Kirkus Reviews QR Code
SOY LA AVON LADY by Lorraine López

SOY LA AVON LADY

and Other Stories

by Lorraine López

Pub Date: May 1st, 2001
ISBN: 1-880684-86-1
Publisher: Curbstone Press

Assimilation into American culture and abrasive family dynamics are the subjects of the 11 finely crafted stories gathered in this striking debut collection.
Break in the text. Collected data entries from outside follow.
// Common validation types and traits

#[derive(Debug)]
pub struct ValidationError {
    pub field: String,
    pub message: String,
}

#[derive(Debug)]
pub struct ValidationResult {
    pub is_valid: bool,
    pub errors: Vec<ValidationError>,
}

impl ValidationResult {
    pub fn new() -> Self {
        Self {
            is_valid: true,
            errors: Vec::new(),
        }
    }

    pub fn add_error(&mut self, field: &str, message: &str) {
        self.is_valid = false;
        self.errors.push(ValidationError {
            field: field.to_string(),
            message: message.to_string(),
        });
    }
}

impl Default for ValidationResult {
    fn default() -> Self {
        Self::new()
    }
}

pub trait Validator<T> {
    fn validate(&self, data: &T) -> ValidationResult;
}
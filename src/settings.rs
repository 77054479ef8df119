use image::Rgba;
use std::path::PathBuf;

/// Startup configuration. Read once; the editor never writes it back.
#[derive(Clone, Debug, PartialEq)]
pub struct Settings {
    pub new_canvas_width: u32,
    pub new_canvas_height: u32,
    pub new_canvas_background: Rgba<u8>,
    /// Selected color at launch.
    pub initial_color: Rgba<u8>,
    pub window_width: f32,
    pub window_height: f32,
}

impl Default for Settings {
    fn default() -> Self {
        Self {
            new_canvas_width: 50,
            new_canvas_height: 50,
            new_canvas_background: Rgba([255, 255, 255, 255]),
            initial_color: Rgba([0, 0, 0, 255]),
            window_width: 480.0,
            window_height: 480.0,
        }
    }
}

/// Largest blank canvas the N key will create, per axis.
const MAX_NEW_CANVAS: u32 = 4096;

impl Settings {
    /// Path to the settings file.
    /// On Linux:   ~/.config/pixelart/pixelart_settings.cfg  (XDG_CONFIG_HOME respected)
    /// On Windows: %APPDATA%\pixelart\pixelart_settings.cfg
    /// On macOS:   ~/Library/Application Support/pixelart/pixelart_settings.cfg
    pub fn settings_path() -> Option<PathBuf> {
        #[cfg(target_os = "windows")]
        {
            let appdata = std::env::var("APPDATA").ok()?;
            return Some(PathBuf::from(appdata).join("pixelart").join("pixelart_settings.cfg"));
        }
        #[cfg(target_os = "macos")]
        {
            let home = std::env::var("HOME").ok()?;
            return Some(
                PathBuf::from(home)
                    .join("Library")
                    .join("Application Support")
                    .join("pixelart")
                    .join("pixelart_settings.cfg"),
            );
        }
        #[cfg(not(any(target_os = "windows", target_os = "macos")))]
        {
            let config_dir = match std::env::var("XDG_CONFIG_HOME") {
                Ok(dir) => PathBuf::from(dir),
                Err(_) => PathBuf::from(std::env::var("HOME").ok()?).join(".config"),
            };
            Some(config_dir.join("pixelart").join("pixelart_settings.cfg"))
        }
    }

    /// Load settings from disk (defaults if the file is missing or unreadable).
    pub fn load() -> Self {
        let Some(path) = Self::settings_path() else {
            return Self::default();
        };
        match std::fs::read_to_string(&path) {
            Ok(content) => {
                crate::log_info!("Settings loaded from {}", path.display());
                Self::parse(&content)
            }
            Err(_) => Self::default(),
        }
    }

    /// Parse `key=value` lines. Unknown keys and bad values keep the default.
    pub fn parse(content: &str) -> Self {
        let mut s = Self::default();
        for line in content.lines() {
            let line = line.trim();
            if line.starts_with('#') {
                continue;
            }
            let Some((key, val)) = line.split_once('=') else { continue };
            let val = val.trim();
            match key.trim() {
                "new_canvas_width" => {
                    if let Some(v) = parse_dimension(val) { s.new_canvas_width = v; }
                }
                "new_canvas_height" => {
                    if let Some(v) = parse_dimension(val) { s.new_canvas_height = v; }
                }
                "new_canvas_background" => {
                    if let Some(c) = str_to_color(val) { s.new_canvas_background = c; }
                }
                "initial_color" => {
                    if let Some(c) = str_to_color(val) { s.initial_color = c; }
                }
                "window_width" => {
                    if let Some(v) = parse_window_size(val) { s.window_width = v; }
                }
                "window_height" => {
                    if let Some(v) = parse_window_size(val) { s.window_height = v; }
                }
                other => {
                    crate::log_warn!("Unknown setting '{}' ignored", other);
                }
            }
        }
        s
    }
}

fn parse_dimension(val: &str) -> Option<u32> {
    val.parse::<u32>()
        .ok()
        .filter(|v| (1..=MAX_NEW_CANVAS).contains(v))
}

fn parse_window_size(val: &str) -> Option<f32> {
    val.parse::<f32>().ok().filter(|v| v.is_finite() && *v >= 64.0)
}

/// Parse "r,g,b,a".
fn str_to_color(s: &str) -> Option<Rgba<u8>> {
    let parts: Vec<&str> = s.split(',').collect();
    if parts.len() == 4 {
        let r = parts[0].trim().parse::<u8>().ok()?;
        let g = parts[1].trim().parse::<u8>().ok()?;
        let b = parts[2].trim().parse::<u8>().ok()?;
        let a = parts[3].trim().parse::<u8>().ok()?;
        Some(Rgba([r, g, b, a]))
    } else {
        None
    }
}
//! Keyboard model of an editor window.
//!
//! Everything that needs no dialog is applied straight to [`AppState`]; the
//! three dialog keys come back as a [`Request`] for the window to fulfil.

use eframe::egui;

use crate::canvas::Direction;
use crate::project::BufferId;
use crate::settings::Settings;
use crate::state::AppState;

#[derive(Clone, Copy, Debug, PartialEq, Eq)]
pub enum EditorKey {
    Up,
    Down,
    Left,
    Right,
    /// Y: take the color under the cursor.
    Sample,
    /// Space: paint the pixel under the cursor.
    Paint,
    /// C: color-picker dialog.
    PickColor,
    /// O: open-file dialog.
    Open,
    /// S: save-file dialog.
    Save,
    /// N: new blank canvas in a new window.
    New,
}

impl EditorKey {
    pub const ALL: [EditorKey; 10] = [
        EditorKey::Up,
        EditorKey::Down,
        EditorKey::Left,
        EditorKey::Right,
        EditorKey::Sample,
        EditorKey::Paint,
        EditorKey::PickColor,
        EditorKey::Open,
        EditorKey::Save,
        EditorKey::New,
    ];

    pub fn egui_key(self) -> egui::Key {
        match self {
            EditorKey::Up => egui::Key::ArrowUp,
            EditorKey::Down => egui::Key::ArrowDown,
            EditorKey::Left => egui::Key::ArrowLeft,
            EditorKey::Right => egui::Key::ArrowRight,
            EditorKey::Sample => egui::Key::Y,
            EditorKey::Paint => egui::Key::Space,
            EditorKey::PickColor => egui::Key::C,
            EditorKey::Open => egui::Key::O,
            EditorKey::Save => egui::Key::S,
            EditorKey::New => egui::Key::N,
        }
    }

    pub fn from_egui(key: egui::Key) -> Option<Self> {
        Self::ALL.into_iter().find(|k| k.egui_key() == key)
    }

    fn direction(self) -> Option<Direction> {
        match self {
            EditorKey::Up => Some(Direction::Up),
            EditorKey::Down => Some(Direction::Down),
            EditorKey::Left => Some(Direction::Left),
            EditorKey::Right => Some(Direction::Right),
            _ => None,
        }
    }
}

/// Work a key hands back to the window because it needs a dialog.
#[derive(Clone, Copy, Debug, PartialEq, Eq)]
pub enum Request {
    PickColor,
    OpenFile,
    SaveFile,
}

#[derive(Clone, Copy, Debug, PartialEq, Eq)]
pub enum KeyOutcome {
    /// State changed.
    Applied,
    /// A new window was opened for this buffer.
    Opened(BufferId),
    /// The key needs a dialog first.
    Request(Request),
    /// Guard rejected the key (cursor at the edge, buffer already closed).
    Ignored,
}

/// Apply `key` pressed in the window of buffer `id`.
pub fn handle_key(
    state: &mut AppState,
    settings: &Settings,
    id: BufferId,
    key: EditorKey,
) -> KeyOutcome {
    if state.get(id).is_none() {
        return KeyOutcome::Ignored;
    }
    if let Some(direction) = key.direction() {
        return applied(state.move_cursor(id, direction));
    }
    match key {
        EditorKey::Sample => applied(state.sample_color(id).is_some()),
        EditorKey::Paint => applied(state.paint(id)),
        EditorKey::PickColor => KeyOutcome::Request(Request::PickColor),
        EditorKey::Open => KeyOutcome::Request(Request::OpenFile),
        EditorKey::Save => KeyOutcome::Request(Request::SaveFile),
        EditorKey::New => KeyOutcome::Opened(state.open_blank(
            settings.new_canvas_width,
            settings.new_canvas_height,
            settings.new_canvas_background,
        )),
        EditorKey::Up | EditorKey::Down | EditorKey::Left | EditorKey::Right => {
            KeyOutcome::Ignored
        }
    }
}

fn applied(changed: bool) -> KeyOutcome {
    if changed {
        KeyOutcome::Applied
    } else {
        KeyOutcome::Ignored
    }
}
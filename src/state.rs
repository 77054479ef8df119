//! Process-wide editor state: the selected paint color and the registry of
//! open buffers.
//!
//! Registration doubles as subscription to color changes. `set_color` walks
//! the registry and redraws every cursor, so no buffer ever shows a stale fill.

use image::Rgba;

use crate::canvas::{Direction, ImageBuffer};
use crate::project::{BufferId, Project};
use crate::{log_info, log_warn};

pub struct AppState {
    selected_color: Rgba<u8>,
    /// Open order; the first entry lives in the root window.
    projects: Vec<Project>,
    untitled_counter: usize,
}

impl AppState {
    pub fn new(selected_color: Rgba<u8>) -> Self {
        Self {
            selected_color,
            projects: Vec::new(),
            untitled_counter: 0,
        }
    }

    pub fn selected_color(&self) -> Rgba<u8> {
        self.selected_color
    }

    pub fn len(&self) -> usize {
        self.projects.len()
    }

    pub fn is_empty(&self) -> bool {
        self.projects.is_empty()
    }

    /// The buffer shown in the root window.
    pub fn primary(&self) -> Option<BufferId> {
        self.projects.first().map(|p| p.id)
    }

    /// Buffers that get a window of their own, next to the root one.
    pub fn secondaries(&self) -> Vec<BufferId> {
        self.projects.iter().skip(1).map(|p| p.id).collect()
    }

    pub fn get(&self, id: BufferId) -> Option<&Project> {
        self.projects.iter().find(|p| p.id == id)
    }

    pub fn get_mut(&mut self, id: BufferId) -> Option<&mut Project> {
        self.projects.iter_mut().find(|p| p.id == id)
    }

    /// Next "Untitled-N" counter value.
    pub fn next_untitled(&mut self) -> usize {
        self.untitled_counter += 1;
        self.untitled_counter
    }

    /// Add a buffer to the registry and draw its cursor with the selected color.
    pub fn register(&mut self, mut project: Project) -> BufferId {
        project.buffer.draw_cursor(self.selected_color);
        let id = project.id;
        log_info!(
            "Opened buffer {} \"{}\" ({}x{})",
            id,
            project.name,
            project.buffer.width(),
            project.buffer.height()
        );
        self.projects.push(project);
        id
    }

    /// Remove a buffer from the registry. Its window must not be drawn again.
    pub fn deregister(&mut self, id: BufferId) -> Option<Project> {
        let Some(idx) = self.projects.iter().position(|p| p.id == id) else {
            log_warn!("Close requested for unknown buffer {}", id);
            return None;
        };
        let project = self.projects.remove(idx);
        log_info!("Closed buffer {} \"{}\"", id, project.name);
        Some(project)
    }

    /// Set the selected color and redraw the cursor of every open buffer.
    /// Returns how many buffers were notified.
    pub fn set_color(&mut self, color: Rgba<u8>) -> usize {
        self.selected_color = color;
        let [r, g, b, a] = color.0;
        log_info!("Selected color rgba({}, {}, {}, {})", r, g, b, a);
        self.notify_color_changed()
    }

    /// Take the canvas color under `id`'s cursor as the selected color.
    pub fn sample_color(&mut self, id: BufferId) -> Option<Rgba<u8>> {
        let color = self.get(id)?.buffer.sample();
        self.set_color(color);
        Some(color)
    }

    /// Paint the pixel under `id`'s cursor with the selected color.
    pub fn paint(&mut self, id: BufferId) -> bool {
        let color = self.selected_color;
        match self.get_mut(id) {
            Some(project) => {
                project.buffer.paint(color);
                true
            }
            None => false,
        }
    }

    /// Step `id`'s cursor; false when the move would leave the canvas.
    pub fn move_cursor(&mut self, id: BufferId, direction: Direction) -> bool {
        let fill = self.selected_color;
        self.get_mut(id)
            .is_some_and(|p| p.buffer.step_cursor(direction, fill))
    }

    /// Open a blank canvas in a new window.
    pub fn open_blank(&mut self, width: u32, height: u32, background: Rgba<u8>) -> BufferId {
        let n = self.next_untitled();
        let project = Project::new_untitled(n, ImageBuffer::blank(width, height, background));
        self.register(project)
    }

    fn notify_color_changed(&mut self) -> usize {
        let fill = self.selected_color;
        for project in &mut self.projects {
            project.buffer.draw_cursor(fill);
        }
        self.projects.len()
    }
}

impl Default for AppState {
    fn default() -> Self {
        Self::new(crate::canvas::BLACK)
    }
}

#[cfg(test)]
mod tests {
    use super::*;
    use crate::canvas::{BLACK, CursorPos, WHITE};

    const RED: Rgba<u8> = Rgba([255, 0, 0, 255]);
    const GREEN: Rgba<u8> = Rgba([0, 255, 0, 255]);

    fn fill_at(state: &AppState, id: BufferId) -> Rgba<u8> {
        let buf = &state.get(id).unwrap().buffer;
        let c = buf.cursor();
        *buf.overlay().get_pixel(c.x * 3 + 1, c.y * 3 + 1)
    }

    #[test]
    fn register_draws_cursor_with_selected_color() {
        let mut state = AppState::new(RED);
        let id = state.open_blank(4, 4, BLACK);
        assert_eq!(fill_at(&state, id), RED);
        assert_eq!(state.primary(), Some(id));
        assert_eq!(state.get(id).unwrap().name, "Untitled-1");
    }

    #[test]
    fn color_change_redraws_every_buffer() {
        let mut state = AppState::new(BLACK);
        let ids: Vec<_> = (0..3).map(|_| state.open_blank(5, 5, WHITE)).collect();
        assert!(state.move_cursor(ids[1], Direction::Right));
        assert!(state.move_cursor(ids[2], Direction::Down));
        let generations: Vec<u64> = ids
            .iter()
            .map(|id| state.get(*id).unwrap().buffer.generation())
            .collect();

        assert_eq!(state.set_color(GREEN), 3);

        for (id, before) in ids.iter().zip(generations) {
            assert_eq!(fill_at(&state, *id), GREEN);
            assert!(state.get(*id).unwrap().buffer.generation() > before);
        }
        assert_eq!(state.get(ids[0]).unwrap().buffer.cursor(), CursorPos::new(0, 0));
        assert_eq!(state.get(ids[1]).unwrap().buffer.cursor(), CursorPos::new(1, 0));
        assert_eq!(state.get(ids[2]).unwrap().buffer.cursor(), CursorPos::new(0, 1));
    }

    #[test]
    fn sample_takes_color_under_cursor() {
        let mut state = AppState::new(BLACK);
        let a = state.open_blank(2, 2, RED);
        let b = state.open_blank(2, 2, WHITE);
        assert_eq!(state.sample_color(a), Some(RED));
        assert_eq!(state.selected_color(), RED);
        assert_eq!(fill_at(&state, b), RED);
    }

    #[test]
    fn paint_uses_selected_color() {
        let mut state = AppState::new(GREEN);
        let id = state.open_blank(2, 2, BLACK);
        assert!(state.paint(id));
        assert_eq!(*state.get(id).unwrap().buffer.canvas().get_pixel(0, 0), GREEN);
    }

    #[test]
    fn deregistered_buffer_is_not_notified() {
        let mut state = AppState::new(BLACK);
        let a = state.open_blank(2, 2, WHITE);
        let b = state.open_blank(2, 2, WHITE);
        let closed = state.deregister(a).unwrap();
        assert_eq!(closed.id, a);
        assert_eq!(state.set_color(RED), 1);
        assert_eq!(state.primary(), Some(b));
        assert!(state.deregister(a).is_none());
        assert!(!state.paint(a));
        assert!(state.sample_color(a).is_none());
    }

    #[test]
    fn closing_primary_promotes_next_buffer_out_of_secondaries() {
        let mut state = AppState::default();
        let a = state.open_blank(1, 1, WHITE);
        let b = state.open_blank(1, 1, WHITE);
        let c = state.open_blank(1, 1, WHITE);
        assert_eq!(state.secondaries(), vec![b, c]);

        state.deregister(a);
        assert_eq!(state.primary(), Some(b));
        assert_eq!(state.secondaries(), vec![c]);

        state.deregister(b);
        state.deregister(c);
        assert!(state.secondaries().is_empty());
    }

    #[test]
    fn untitled_counter_keeps_counting_after_close() {
        let mut state = AppState::default();
        let a = state.open_blank(1, 1, WHITE);
        state.deregister(a);
        let b = state.open_blank(1, 1, WHITE);
        assert_eq!(state.get(b).unwrap().name, "Untitled-2");
    }
}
López’s characters are (mostly southwestern) Latinos attempting to fit in wherever they’re denied entry: the overweight, irascible adolescent narrator of “Sophia”—a profane, female Holden Caulfield; the disabled protagonist of “Frostbite,” a distracted grandfather whose extended families’ unending misfortunes comprise a carnival of maladjustment and underachievement; and the title story’s unbeauteous narrator, who suffers through such inglorious ordeals as a pet cat’s hospitalization for asthma and a perilous motorcycle ride with an affable “rapist and pillager.” Several stories focus on the culture-shocked experiences of Elaine and Aaron Singer, a mixed couple who find themselves out of place wherever they go, and several others develop realistically and plaintively from such unique premises as a widower’s unusual strategy for summoning his former wife’s spirit (“The Tatting Man”) and the “punishment” awaiting an unlucky 13-year-old who accidentally kills an elderly neighbor with his new deer rifle (“To Control a Rabid Rodent”). López is an original, and this fine collection, which won its publisher’s inaugural Miguel Marmol Prize for fiction, is a thoroughgoing delight.